>>>
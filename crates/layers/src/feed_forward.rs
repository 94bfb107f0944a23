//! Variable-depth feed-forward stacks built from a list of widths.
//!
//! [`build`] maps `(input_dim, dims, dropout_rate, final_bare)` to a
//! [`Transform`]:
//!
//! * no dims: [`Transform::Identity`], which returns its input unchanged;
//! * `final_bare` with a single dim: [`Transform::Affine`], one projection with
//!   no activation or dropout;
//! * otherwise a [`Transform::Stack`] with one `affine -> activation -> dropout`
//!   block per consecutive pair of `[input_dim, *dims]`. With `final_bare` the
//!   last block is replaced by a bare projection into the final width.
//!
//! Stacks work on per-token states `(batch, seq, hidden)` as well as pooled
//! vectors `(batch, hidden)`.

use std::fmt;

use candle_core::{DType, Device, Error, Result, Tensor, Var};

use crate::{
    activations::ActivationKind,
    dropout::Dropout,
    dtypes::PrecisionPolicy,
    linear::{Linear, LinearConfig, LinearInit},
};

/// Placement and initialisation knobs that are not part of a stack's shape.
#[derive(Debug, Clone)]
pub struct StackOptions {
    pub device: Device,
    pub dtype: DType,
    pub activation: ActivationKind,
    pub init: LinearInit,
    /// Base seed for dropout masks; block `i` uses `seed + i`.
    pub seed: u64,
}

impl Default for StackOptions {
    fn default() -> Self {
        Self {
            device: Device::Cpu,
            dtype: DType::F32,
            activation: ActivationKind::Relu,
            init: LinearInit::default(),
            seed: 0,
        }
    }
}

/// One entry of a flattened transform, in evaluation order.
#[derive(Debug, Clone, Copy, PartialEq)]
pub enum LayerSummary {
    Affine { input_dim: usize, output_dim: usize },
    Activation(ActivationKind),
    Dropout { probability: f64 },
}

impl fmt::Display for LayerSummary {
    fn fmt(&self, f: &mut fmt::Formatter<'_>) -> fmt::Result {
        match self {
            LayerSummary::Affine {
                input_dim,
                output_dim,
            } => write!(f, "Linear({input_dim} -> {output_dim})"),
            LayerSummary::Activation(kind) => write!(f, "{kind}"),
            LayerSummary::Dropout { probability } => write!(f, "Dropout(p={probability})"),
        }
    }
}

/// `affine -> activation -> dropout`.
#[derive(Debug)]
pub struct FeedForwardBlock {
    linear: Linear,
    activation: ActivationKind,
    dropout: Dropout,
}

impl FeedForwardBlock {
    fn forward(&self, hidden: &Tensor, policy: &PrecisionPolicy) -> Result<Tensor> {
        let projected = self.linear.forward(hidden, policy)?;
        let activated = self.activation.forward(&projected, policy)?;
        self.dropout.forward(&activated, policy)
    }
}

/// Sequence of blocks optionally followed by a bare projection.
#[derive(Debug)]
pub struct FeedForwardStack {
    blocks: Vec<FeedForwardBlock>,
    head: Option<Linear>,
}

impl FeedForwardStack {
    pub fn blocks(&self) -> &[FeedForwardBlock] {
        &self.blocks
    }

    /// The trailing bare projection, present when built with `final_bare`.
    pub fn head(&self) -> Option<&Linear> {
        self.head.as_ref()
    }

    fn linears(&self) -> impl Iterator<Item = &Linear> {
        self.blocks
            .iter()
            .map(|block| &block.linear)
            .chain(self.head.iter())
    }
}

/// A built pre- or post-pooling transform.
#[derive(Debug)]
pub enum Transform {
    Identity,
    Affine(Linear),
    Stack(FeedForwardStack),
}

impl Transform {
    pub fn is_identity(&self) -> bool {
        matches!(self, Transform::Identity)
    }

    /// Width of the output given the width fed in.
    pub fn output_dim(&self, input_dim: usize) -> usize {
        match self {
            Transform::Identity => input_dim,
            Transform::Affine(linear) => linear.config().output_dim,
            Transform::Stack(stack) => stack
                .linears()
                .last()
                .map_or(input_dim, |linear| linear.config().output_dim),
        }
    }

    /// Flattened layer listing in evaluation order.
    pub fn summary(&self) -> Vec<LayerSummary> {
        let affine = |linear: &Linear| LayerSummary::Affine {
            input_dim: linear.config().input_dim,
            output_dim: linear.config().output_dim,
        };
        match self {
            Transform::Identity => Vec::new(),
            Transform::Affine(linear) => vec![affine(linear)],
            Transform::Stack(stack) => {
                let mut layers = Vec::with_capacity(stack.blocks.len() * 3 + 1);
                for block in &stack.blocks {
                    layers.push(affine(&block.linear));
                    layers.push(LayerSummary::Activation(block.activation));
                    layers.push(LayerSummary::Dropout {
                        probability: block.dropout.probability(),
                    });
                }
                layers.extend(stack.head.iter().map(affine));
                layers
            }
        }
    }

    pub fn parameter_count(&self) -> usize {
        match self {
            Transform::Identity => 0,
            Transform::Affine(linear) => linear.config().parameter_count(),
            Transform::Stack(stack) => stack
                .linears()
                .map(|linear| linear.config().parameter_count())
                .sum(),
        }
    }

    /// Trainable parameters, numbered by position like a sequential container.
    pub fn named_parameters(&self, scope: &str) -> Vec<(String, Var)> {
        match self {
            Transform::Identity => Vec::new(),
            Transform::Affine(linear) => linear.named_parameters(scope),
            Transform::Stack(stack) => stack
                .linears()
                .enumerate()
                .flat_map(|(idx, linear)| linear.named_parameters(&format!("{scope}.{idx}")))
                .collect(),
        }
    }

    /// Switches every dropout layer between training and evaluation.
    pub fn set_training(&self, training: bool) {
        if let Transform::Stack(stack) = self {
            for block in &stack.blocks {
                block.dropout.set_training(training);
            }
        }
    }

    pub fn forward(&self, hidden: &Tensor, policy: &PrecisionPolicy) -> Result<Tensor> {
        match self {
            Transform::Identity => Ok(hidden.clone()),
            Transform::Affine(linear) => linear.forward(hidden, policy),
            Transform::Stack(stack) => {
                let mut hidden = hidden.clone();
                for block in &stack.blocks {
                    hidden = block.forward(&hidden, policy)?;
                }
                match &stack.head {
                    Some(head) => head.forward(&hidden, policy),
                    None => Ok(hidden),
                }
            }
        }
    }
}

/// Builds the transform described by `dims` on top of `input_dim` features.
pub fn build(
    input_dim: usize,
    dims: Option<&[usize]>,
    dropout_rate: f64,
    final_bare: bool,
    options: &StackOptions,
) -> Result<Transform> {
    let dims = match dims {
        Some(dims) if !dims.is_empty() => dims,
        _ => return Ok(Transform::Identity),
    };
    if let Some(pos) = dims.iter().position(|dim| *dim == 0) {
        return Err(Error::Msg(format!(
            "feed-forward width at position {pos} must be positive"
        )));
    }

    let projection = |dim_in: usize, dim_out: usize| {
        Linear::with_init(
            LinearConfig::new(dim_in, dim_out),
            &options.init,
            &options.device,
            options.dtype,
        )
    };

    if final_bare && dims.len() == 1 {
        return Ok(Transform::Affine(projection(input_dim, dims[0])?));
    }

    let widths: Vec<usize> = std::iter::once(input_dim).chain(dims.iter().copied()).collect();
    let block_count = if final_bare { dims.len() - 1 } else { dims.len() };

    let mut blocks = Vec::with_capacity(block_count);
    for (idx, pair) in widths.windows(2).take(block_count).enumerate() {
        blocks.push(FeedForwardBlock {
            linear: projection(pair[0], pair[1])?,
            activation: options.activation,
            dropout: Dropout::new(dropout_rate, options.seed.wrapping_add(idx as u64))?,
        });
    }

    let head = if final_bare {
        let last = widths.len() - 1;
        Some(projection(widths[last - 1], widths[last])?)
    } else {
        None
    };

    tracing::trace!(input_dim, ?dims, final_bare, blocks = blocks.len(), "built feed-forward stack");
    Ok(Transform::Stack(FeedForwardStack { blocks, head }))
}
<<<
**What the exercise asks**
Repeat the data verbatim, line after line, leaving nothing out.

**Answer to this task**
filename crates/layers/src/feed_forward.rs
repository 94bfb107f0944a23
//! Variable-depth feed-forward stacks built from a list of widths.
//!
//! [`build`] maps `(input_dim, dims, dropout_rate, final_bare)` to a
//! [`Transform`]:
//!
//! * no dims: [`Transform::Identity`], which returns its input unchanged;
//! * `final_bare` with a single dim: [`Transform::Affine`], one projection with
//!   no activation or dropout;
//! * otherwise a [`Transform::Stack`] with one `affine -> activation -> dropout`
//!   block per consecutive pair of `[input_dim, *dims]`. With `final_bare` the
//!   last block is replaced by a bare projection into the final width.
//!
//! Stacks work on per-token states `(batch, seq, hidden)` as well as pooled
//! vectors `(batch, hidden)`.

use std::fmt;

use candle_core::{DType, Device, Error, Result, Tensor, Var};

use crate::{
    activations::ActivationKind,
    dropout::Dropout,
    dtypes::PrecisionPolicy,
    linear::{Linear, LinearConfig, LinearInit},
};

/// Placement and initialisation knobs that are not part of a stack's shape.
#[derive(Debug, Clone)]
pub struct StackOptions {
    pub device: Device,
    pub dtype: DType,
    pub activation: ActivationKind,
    pub init: LinearInit,
    /// Base seed for dropout masks; block `i` uses `seed + i`.
    pub seed: u64,
}

impl Default for StackOptions {
    fn default() -> Self {
        Self {
            device: Device::Cpu,
            dtype: DType::F32,
            activation: ActivationKind::Relu,
            init: LinearInit::default(),
            seed: 0,
        }
    }
}

/// One entry of a flattened transform, in evaluation order.
#[derive(Debug, Clone, Copy, PartialEq)]
pub enum LayerSummary {
    Affine { input_dim: usize, output_dim: usize },
    Activation(ActivationKind),
    Dropout { probability: f64 },
}

impl fmt::Display for LayerSummary {
    fn fmt(&self, f: &mut fmt::Formatter<'_>) -> fmt::Result {
        match self {
            LayerSummary::Affine {
                input_dim,
                output_dim,
            } => write!(f, "Linear({input_dim} -> {output_dim})"),
            LayerSummary::Activation(kind) => write!(f, "{kind}"),
            LayerSummary::Dropout { probability } => write!(f, "Dropout(p={probability})"),
        }
    }
}

/// `affine -> activation -> dropout`.
#[derive(Debug)]
pub struct FeedForwardBlock {
    linear: Linear,
    activation: ActivationKind,
    dropout: Dropout,
}

impl FeedForwardBlock {
    fn forward(&self, hidden: &Tensor, policy: &PrecisionPolicy) -> Result<Tensor> {
        let projected = self.linear.forward(hidden, policy)?;
        let activated = self.activation.forward(&projected, policy)?;
        self.dropout.forward(&activated, policy)
    }
}

/// Sequence of blocks optionally followed by a bare projection.
#[derive(Debug)]
pub struct FeedForwardStack {
    blocks: Vec<FeedForwardBlock>,
    head: Option<Linear>,
}

impl FeedForwardStack {
    pub fn blocks(&self) -> &[FeedForwardBlock] {
        &self.blocks
    }

    /// The trailing bare projection, present when built with `final_bare`.
    pub fn head(&self) -> Option<&Linear> {
        self.head.as_ref()
    }

    fn linears(&self) -> impl Iterator<Item = &Linear> {
        self.blocks
            .iter()
            .map(|block| &block.linear)
            .chain(self.head.iter())
    }
}

/// A built pre- or post-pooling transform.
#[derive(Debug)]
pub enum Transform {
    Identity,
    Affine(Linear),
    Stack(FeedForwardStack),
}

impl Transform {
    pub fn is_identity(&self) -> bool {
        matches!(self, Transform::Identity)
    }

    /// Width of the output given the width fed in.
    pub fn output_dim(&self, input_dim: usize) -> usize {
        match self {
            Transform::Identity => input_dim,
            Transform::Affine(linear) => linear.config().output_dim,
            Transform::Stack(stack) => stack
                .linears()
                .last()
                .map_or(input_dim, |linear| linear.config().output_dim),
        }
    }

    /// Flattened layer listing in evaluation order.
    pub fn summary(&self) -> Vec<LayerSummary> {
        let affine = |linear: &Linear| LayerSummary::Affine {
            input_dim: linear.config().input_dim,
            output_dim: linear.config().output_dim,
        };
        match self {
            Transform::Identity => Vec::new(),
            Transform::Affine(linear) => vec![affine(linear)],
            Transform::Stack(stack) => {
                let mut layers = Vec::with_capacity(stack.blocks.len() * 3 + 1);
                for block in &stack.blocks {
                    layers.push(affine(&block.linear));
                    layers.push(LayerSummary::Activation(block.activation));
                    layers.push(LayerSummary::Dropout {
                        probability: block.dropout.probability(),
                    });
                }
                layers.extend(stack.head.iter().map(affine));
                layers
            }
        }
    }

    pub fn parameter_count(&self) -> usize {
        match self {
            Transform::Identity => 0,
            Transform::Affine(linear) => linear.config().parameter_count(),
            Transform::Stack(stack) => stack
                .linears()
                .map(|linear| linear.config().parameter_count())
                .sum(),
        }
    }

    /// Trainable parameters, numbered by position like a sequential container.
    pub fn named_parameters(&self, scope: &str) -> Vec<(String, Var)> {
        match self {
            Transform::Identity => Vec::new(),
            Transform::Affine(linear) => linear.named_parameters(scope),
            Transform::Stack(stack) => stack
                .linears()
                .enumerate()
                .flat_map(|(idx, linear)| linear.named_parameters(&format!("{scope}.{idx}")))
                .collect(),
        }
    }

    /// Switches every dropout layer between training and evaluation.
    pub fn set_training(&self, training: bool) {
        if let Transform::Stack(stack) = self {
            for block in &stack.blocks {
                block.dropout.set_training(training);
            }
        }
    }

    pub fn forward(&self, hidden: &Tensor, policy: &PrecisionPolicy) -> Result<Tensor> {
        match self {
            Transform::Identity => Ok(hidden.clone()),
            Transform::Affine(linear) => linear.forward(hidden, policy),
            Transform::Stack(stack) => {
                let mut hidden = hidden.clone();
                for block in &stack.blocks {
                    hidden = block.forward(&hidden, policy)?;
                }
                match &stack.head {
                    Some(head) => head.forward(&hidden, policy),
                    None => Ok(hidden),
                }
            }
        }
    }
}

/// Builds the transform described by `dims` on top of `input_dim` features.
pub fn build(
    input_dim: usize,
    dims: Option<&[usize]>,
    dropout_rate: f64,
    final_bare: bool,
    options: &StackOptions,
) -> Result<Transform> {
    let dims = match dims {
        Some(dims) if !dims.is_empty() => dims,
        _ => return Ok(Transform::Identity),
    };
    if let Some(pos) = dims.iter().position(|dim| *dim == 0) {
        return Err(Error::Msg(format!(
            "feed-forward width at position {pos} must be positive"
        )));
    }

    let projection = |dim_in: usize, dim_out: usize| {
        Linear::with_init(
            LinearConfig::new(dim_in, dim_out),
            &options.init,
            &options.device,
            options.dtype,
        )
    };

    if final_bare && dims.len() == 1 {
        return Ok(Transform::Affine(projection(input_dim, dims[0])?));
    }

    let widths: Vec<usize> = std::iter::once(input_dim).chain(dims.iter().copied()).collect();
    let block_count = if final_bare { dims.len() - 1 } else { dims.len() };

    let mut blocks = Vec::with_capacity(block_count);
    for (idx, pair) in widths.windows(2).take(block_count).enumerate() {
        blocks.push(FeedForwardBlock {
            linear: projection(pair[0], pair[1])?,
            activation: options.activation,
            dropout: Dropout::new(dropout_rate, options.seed.wrapping_add(idx as u64))?,
        });
    }

    let head = if final_bare {
        let last = widths.len() - 1;
        Some(projection(widths[last - 1], widths[last])?)
    } else {
        None
    };

    tracing::trace!(input_dim, ?dims, final_bare, blocks = blocks.len(), "built feed-forward stack");
    Ok(Transform::Stack(FeedForwardStack { blocks, head }))
}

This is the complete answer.